Ilustrasi makan korban penembakan Paniai di Lapangan Karel Gobai, Paniai - Jubi. Dok |
“Untuk menjaga keamanan dan ketertiban di Papua bukannya berdampak pada penciptaan rasa aman, tetapi justru berujung pada terjadinya berbagai bentuk tindak kekerasan,” kata Kepala Perwakilan Komnas HAM Papua, Frits B Ramandey, Sabtu, (09/12/2017).
Sejumlah kekerasan yang terjadi di Papua belum lama ini terjadi saat mogok kerja di kawasan tambang emas di Tembagapura, Kabupaten Mimika, serta teriadinya berbagai peristiwa penembakan.
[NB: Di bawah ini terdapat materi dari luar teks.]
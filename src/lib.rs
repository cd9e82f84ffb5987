//! # Licentia
//!
//! **Offline license certificates for Rust components.**
//!
//! A vendor signs licenses with an RSA key that is also the component's
//! strong-name key. The shipped component verifies them with the public
//! half and grants named license items at runtime.
//!
//! ## Features
//!
//! - **From-scratch RSA** with PKCS#1 v1.5 encryption and SHA-1/MD5 signatures
//! - **License keys** of 25 base-31 symbols with a checksum digit
//! - **Publisher protocol** where the key is RSA-wrapped on the way out and
//!   the response is triple-DES encrypted under the key on the way back
//! - **Provider chains** that look for a license in files, the registry,
//!   the local store or resources embedded in the calling application
//! - **Same-key trust**: components signed by the same vendor key call each
//!   other without licenses
//!
//! ## Quickstart
//!
//! ```no_run
//! use licentia::provider::{CachedProvider, FileSource, LicenseProvider};
//! use licentia::{CallContext, ComponentInfo, LicenseManager, Version};
//! use std::sync::Arc;
//!
//! fn main() -> Result<(), licentia::LicentiaError> {
//!     let grid = ComponentInfo::new("Acme.Grid", Version::new(1, 0, 9000, 0))
//!         .with_strong_name(&std::fs::read("Acme.Grid.pub").unwrap_or_default())?;
//!
//!     let manager = LicenseManager::new();
//!     let providers: Vec<Arc<dyn LicenseProvider>> =
//!         vec![Arc::new(CachedProvider::new(FileSource::beside_component()))];
//!     let grid = manager.register(grid, providers);
//!
//!     match manager.check("Export", &grid, &CallContext::new())? {
//!         None => println!("Export enabled"),
//!         Some(error) => println!("{}", error.exception_message()),
//!     }
//!     Ok(())
//! }
//! ```
//!
//! ## Threat Model
//!
//! Licentia protects against:
//! - **Forged licenses**: license text must carry the vendor's signature
//! - **Edited licenses**: any change to the signed body fails verification
//! - **Response tampering**: publisher answers are encrypted under the
//!   client's license key and signed
//!
//! Licentia does **not** prevent binary patching or code modification.
//! Client-side licensing can always be bypassed by a determined attacker
//! with access to the binary.

#![warn(missing_docs)]
#![doc(html_root_url = "https://docs.rs/licentia/0.1.0")]

// Core modules
pub mod clock;
pub mod config;
pub mod errors;

// Crypto layer
pub mod crypto;

// License model
pub mod license;

// Component metadata and identity
pub mod component;
pub mod identity;

// Providers
pub mod provider;

// Policy layer
pub mod policy;

// Protocol layer
pub mod protocol;

// Client layer
pub mod client;

// Store layer
pub mod cache;

// Update check
pub mod update;

// Manager (main public API)
pub mod manager;

// Re-exports for public API
pub use cache::LicenseStore;
pub use clock::{Clock, SystemClock};
pub use component::{ComponentId, ComponentInfo, LicenseLoader, Version};
pub use config::ClientConfig;
pub use crypto::rsa::{HashAlgorithm, RsaKey};
pub use errors::LicentiaError;
pub use identity::{IdentitySource, StaticIdentity, SystemIdentity};
pub use license::{
    sign_license, verify_signed_license, License, LicenseBuilder, LicenseError,
    LicenseErrorReason, LicenseItem, LicenseKey, LicenseKind,
};
pub use manager::LicenseManager;
pub use policy::{CallContext, ItemValidator, KindValidator};
pub use protocol::{
    LicenseClient, LicenseIssuer, LicensePublisher, LicenseRequest, Licensee, PublishRequest,
    PublisherResponse, PublisherTransport,
};
pub use update::{ProductRelease, UpdateCheckResult, UpdateChecker};

#[cfg(any(test, feature = "test-seams"))]
pub use clock::MockClock;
Kondisi tu tak sesuai dengan rakyat Papua terdiri dari berbagai macam suku budaya serta kekayaan hasil bumi. “Tetapi tidak sebanding dengan kondisi kehidupan rakyat Papua yang masih keterbatasan,” kata Frits menambahkan.
Menurut dia, kemiskinan pengangguran, dan keterbelakangan masih menghiasi kehidupan rakyat Papua sampai dengan saat ini. Dampaknya rakyat Papua semakin tak percaya kepada pemerintah yang kebijakannya dinilai deskriminatif tak jarang menimbulkan berbagai gejolak penolakan.
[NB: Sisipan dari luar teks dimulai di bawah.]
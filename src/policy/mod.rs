//! Validation policy: the rule chain applied to a resolved license and the
//! same-signing-key trust bypass.

pub mod trust;
pub mod validate;

pub use trust::{same_key_caller, CallContext};
pub use validate::{evaluate, ItemValidator, KindValidator, ValidationContext};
Selain itu Frits menuding penentangan dan penolakan yang dilakukan rakyat Papua kemudian dicap sebagai tindakan makar, dengan disikapi dengan tindakan represi yang mengakibatkan jatuhnya korban jiwa manusia meninggal maupun yang luka-luka.
"Kekerasan demi kekerasan, selalu saja terjadi bagai perjamuan tanpa akhir, baik kekerasan yang menjadi korban adalah penduduk sipil maupun, yang menjadi korban aparat keamanan,” katanya.
Ia menyebutkan sejumlah dugaan pelanggaran HAM yang terjadi di Papua, antara lain, konflik pilkada, kekerasan bersenjata di wilayah pegunungan dan Tembagapura, konflik agraria antara masyarakat adat dan korporasi,dan keberlangsungan nasib ribuan buruh karyawan PT Freeport Indonesia, serta situasi kesehatan dan pendidikan di Tanah Papua yang belum baik.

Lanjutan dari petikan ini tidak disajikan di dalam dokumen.